Kreativität schlägt Korrektheit

Historische Beratung für Filmproduktionen hat nur wenig mit verstaubter Spaßbremserei zu tun, aber kann Produktionen einen bedeutenden Mehrwert bringen – wenn sie mit Maß daherkommt, wie Andreas Brauner im Gespräch mit dem Historiker Adam Nawrot erfuhr.

Filmstill aus "Barbarians"
Foto: Foto: Netflix / Krzysztof Wiktor

Wenn Filmemacher an historische Berater denken, taucht im Geiste schnell der pingelige alte Geschichtsprofessor auf, der einem all die schönen Dinge, die in dem geplanten Historienfilm auftauchen sollen, verbieten will. Doch unter den Geschichtsnerds dieser Welt gibt es auch Vertreter wie den Historiker Adam Nawrot und den Archäologen Philipp Roskoschinski, die über den Rand ihrer Geschichtsbücher hinausschauen können und wissen, wie Filme funktionieren.

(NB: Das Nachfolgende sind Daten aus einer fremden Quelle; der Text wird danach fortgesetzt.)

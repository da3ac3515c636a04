//! Outlook engine that wires the profile table, calculators and data hub.
//!
//! [`OutlookEngine`] is the one entry point the CLI and HTTP API share. The
//! pure calculations (balance, mix, recommendations, price) never touch the
//! network; only [`OutlookEngine::demand_estimate`] and
//! [`OutlookEngine::outlook`] with a location go through the [`DataHub`].

use std::collections::HashMap;
use std::sync::Arc;

use tracing::{debug, info};

use crate::balance::{BalanceCalculator, EnergyBalance, GenerationMix};
use crate::config::{EngineConfig, OutlookConfig};
use crate::demand::{DemandEstimate, DemandProjector, baseline_from_population, estimate_demand};
use crate::error::OutlookError;
use crate::gateway::clock::Clock;
use crate::price::{PriceForecast, PriceLevel, PriceProjector};
use crate::profile::{RegionProfileStore, resolve_region};
use crate::recommend::{ExpansionRecommendation, RecommendationEngine};
use crate::report::RegionOutlook;
use crate::sources::eia::DEFAULT_POPULATION;
use crate::sources::{DataHub, GeoPoint};

/// What to derive for one region.
#[derive(Debug, Clone, Default, PartialEq)]
pub struct OutlookRequest {
    /// Region code or state name.
    pub region: String,
    /// Calendar years to forecast prices for; empty means the configured
    /// base year plus 5 and 10.
    pub years: Vec<i32>,
    /// Locality population for the urban premium and demand baseline.
    pub population: Option<u64>,
    /// Locality coordinates; enables the demand estimate.
    pub location: Option<GeoPoint>,
    /// Expected annual demand (MWh) used instead of today's consumption
    /// when sizing recommendations.
    pub future_demand_mwh: Option<f64>,
}

impl OutlookRequest {
    pub fn new(region: impl Into<String>) -> Self {
        Self {
            region: region.into(),
            ..Self::default()
        }
    }
}

/// Region calculators plus remote data access.
#[derive(Debug)]
pub struct OutlookEngine {
    settings: EngineConfig,
    store: RegionProfileStore,
    demand: DemandProjector,
    hub: DataHub,
}

impl OutlookEngine {
    /// Creates a new engine.
    ///
    /// # Arguments
    ///
    /// * `config` - Validated configuration
    /// * `clock` - Time source for caches and the reference year
    ///
    /// # Errors
    ///
    /// Returns `OutlookError::Config` if the profile table cannot be loaded
    /// and `OutlookError::Gateway` if the HTTP client cannot be built.
    pub fn new(config: &OutlookConfig, clock: Arc<dyn Clock>) -> Result<Self, OutlookError> {
        let store = config.engine.profile_store()?;
        let populations: HashMap<String, u64> = store
            .regions()
            .into_iter()
            .filter_map(|code| store.population(code).map(|p| (code.to_string(), p)))
            .collect();
        let hub = DataHub::new(config, clock, populations)?;
        info!(
            regions = store.len(),
            offline = config.gateway.offline,
            "outlook engine ready"
        );
        Ok(Self {
            settings: config.engine.clone(),
            store,
            demand: DemandProjector::default(),
            hub,
        })
    }

    pub fn store(&self) -> &RegionProfileStore {
        &self.store
    }

    /// Remote sources, for history and weather queries.
    pub fn hub(&self) -> &DataHub {
        &self.hub
    }

    pub fn settings(&self) -> &EngineConfig {
        &self.settings
    }

    pub fn calculator(&self) -> BalanceCalculator<'_> {
        BalanceCalculator::with_capacity_factor(&self.store, self.settings.capacity_factor)
    }

    pub fn energy_balance(&self, region: &str) -> EnergyBalance {
        self.calculator().energy_balance(region)
    }

    pub fn generation_mix(&self, region: &str) -> GenerationMix {
        self.calculator().generation_mix(region)
    }

    pub fn renewable_percentage(&self, region: &str) -> f64 {
        self.calculator().renewable_percentage(region)
    }

    /// Ranked capacity additions, optionally sized against future demand.
    pub fn recommendations(
        &self,
        region: &str,
        future_demand_mwh: Option<f64>,
    ) -> Vec<ExpansionRecommendation> {
        RecommendationEngine::new(self.calculator()).recommend_for_demand(region, future_demand_mwh)
    }

    fn price_projector(&self) -> PriceProjector<'_> {
        PriceProjector::with_settings(self.calculator(), self.settings.price_settings())
    }

    /// Current price and one projected price per requested year.
    pub fn price_forecast(
        &self,
        region: &str,
        years: &[i32],
        population: Option<u64>,
    ) -> PriceForecast {
        let years = if years.is_empty() {
            self.default_years()
        } else {
            years.to_vec()
        };
        self.price_projector().forecast(region, &years, population)
    }

    /// Base year plus 5 and plus 10.
    pub fn default_years(&self) -> Vec<i32> {
        let base = self.settings.base_year;
        vec![base.saturating_add(5), base.saturating_add(10)]
    }

    /// Weather-adjusted demand for a locality.
    ///
    /// Uses a climate projection when `target_year` lies after the clock's
    /// current year and the short-range forecast otherwise. Falls back to
    /// growth-rate scaling when no weather summary is available.
    ///
    /// # Arguments
    ///
    /// * `location` - Locality coordinates
    /// * `population` - Locality population; `DEFAULT_POPULATION` if unknown
    /// * `target_year` - Year the estimate is for, if any
    pub async fn demand_estimate(
        &self,
        location: GeoPoint,
        population: Option<u64>,
        target_year: Option<i32>,
    ) -> DemandEstimate {
        let baseline =
            baseline_from_population(population.unwrap_or(DEFAULT_POPULATION), location.lat);
        let reference_year = self.hub.weather.reference_year();
        let weather = match target_year {
            Some(year) if year > reference_year => {
                let start = format!("{year}-01-01");
                let end = format!("{year}-12-31");
                self.hub.weather.climate_projection(location, &start, &end).await
            }
            _ => self.hub.weather.default_forecast(location).await,
        };
        let summary = weather.summary.as_ref().map(|s| (s, weather.simulated));
        let estimate = estimate_demand(
            &self.demand,
            baseline,
            summary,
            self.settings.demand_growth_rate,
        );
        debug!(
            baseline = estimate.baseline,
            predicted = estimate.predicted,
            basis = %estimate.basis,
            "demand estimate"
        );
        estimate
    }

    /// Full outlook for one region.
    ///
    /// Unknown regions produce an all-zero balance, no recommendations and
    /// prices from the default base price.
    pub async fn outlook(&self, request: &OutlookRequest) -> RegionOutlook {
        let region = resolve_region(&request.region);
        let calc = self.calculator();
        let price = self.price_forecast(&region, &request.years, request.population);

        let demand = match request.location {
            Some(location) => {
                let population = request.population.or_else(|| self.store.population(&region));
                let target_year = price.forecast_by_year.keys().next().copied();
                Some(self.demand_estimate(location, population, target_year).await)
            }
            None => None,
        };

        RegionOutlook {
            balance: calc.energy_balance(&region),
            mix: calc.generation_mix(&region),
            renewable_pct: calc.renewable_percentage(&region),
            recommendations: self.recommendations(&region, request.future_demand_mwh),
            price_level: PriceLevel::classify(price.current_price_cents_per_kwh),
            price,
            demand,
            region,
        }
    }
}

#[cfg(test)]
mod tests {
    use super::*;
    use crate::demand::DemandBasis;
    use crate::gateway::ManualClock;
    use crate::profile::EnergySource;

    fn engine() -> OutlookEngine {
        OutlookEngine::new(&OutlookConfig::offline(), Arc::new(ManualClock::new(0))).unwrap()
    }

    #[test]
    fn test_populations_reach_electricity_simulation() {
        let e = engine();
        assert!(e.store().population("TX").is_some());
        assert_eq!(e.default_years(), vec![2030, 2035]);
    }

    #[test]
    fn test_empty_years_use_defaults() {
        let e = engine();
        let f = e.price_forecast("TX", &[], None);
        let years: Vec<i32> = f.forecast_by_year.keys().copied().collect();
        assert_eq!(years, vec![2030, 2035]);
    }

    #[tokio::test]
    async fn test_outlook_without_location_has_no_demand() {
        let e = engine();
        let o = e.outlook(&OutlookRequest::new("Texas")).await;
        assert_eq!(o.region, "TX");
        assert!(o.demand.is_none());
        assert!(o.has_capacity());
        assert_eq!(o.recommendations[0].source, EnergySource::Solar);
    }

    #[tokio::test]
    async fn test_offline_demand_uses_simulated_weather() {
        let e = engine();
        let request = OutlookRequest {
            location: Some(GeoPoint::new(30.27, -97.74)),
            population: Some(1_000_000),
            ..OutlookRequest::new("TX")
        };
        let o = e.outlook(&request).await;
        let demand = o.demand.unwrap();
        assert_eq!(demand.basis, DemandBasis::Weather { simulated: true });
        assert!((demand.baseline - baseline_from_population(1_000_000, 30.27)).abs() < 1e-9);
    }

    #[tokio::test]
    async fn test_unknown_region_outlook() {
        let e = engine();
        let o = e.outlook(&OutlookRequest::new("ZZ")).await;
        assert!(!o.has_capacity());
        assert!(o.recommendations.is_empty());
        assert_eq!(o.balance.self_sufficiency_pct, None);
        assert_eq!(o.price.current_price_cents_per_kwh, 12.0);
    }
}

Ihr pragmatischer Ansatz, den sie in ihrer eigens gegründeten Beraterfirma „Kaptorga“ verfolgen, lautet: „Wenn die historische Korrektheit gegen irgendetwas verliert, dann soll es die Kreativität sein!“

Seit fast sechs Jahren beraten die beiden professionell Filmproduktionen für fiktive und dokumentarische Stoffe. Aber auch Buchautoren und Musiker zählen zu ihrem Kundenkreis. Die erste Staffel der Netflix-Serie „Barbaren“ profitierte von ihrem Wissen um römisches Alltagsleben und Waffen, wie Adam Nawrot im Gespräch verriet.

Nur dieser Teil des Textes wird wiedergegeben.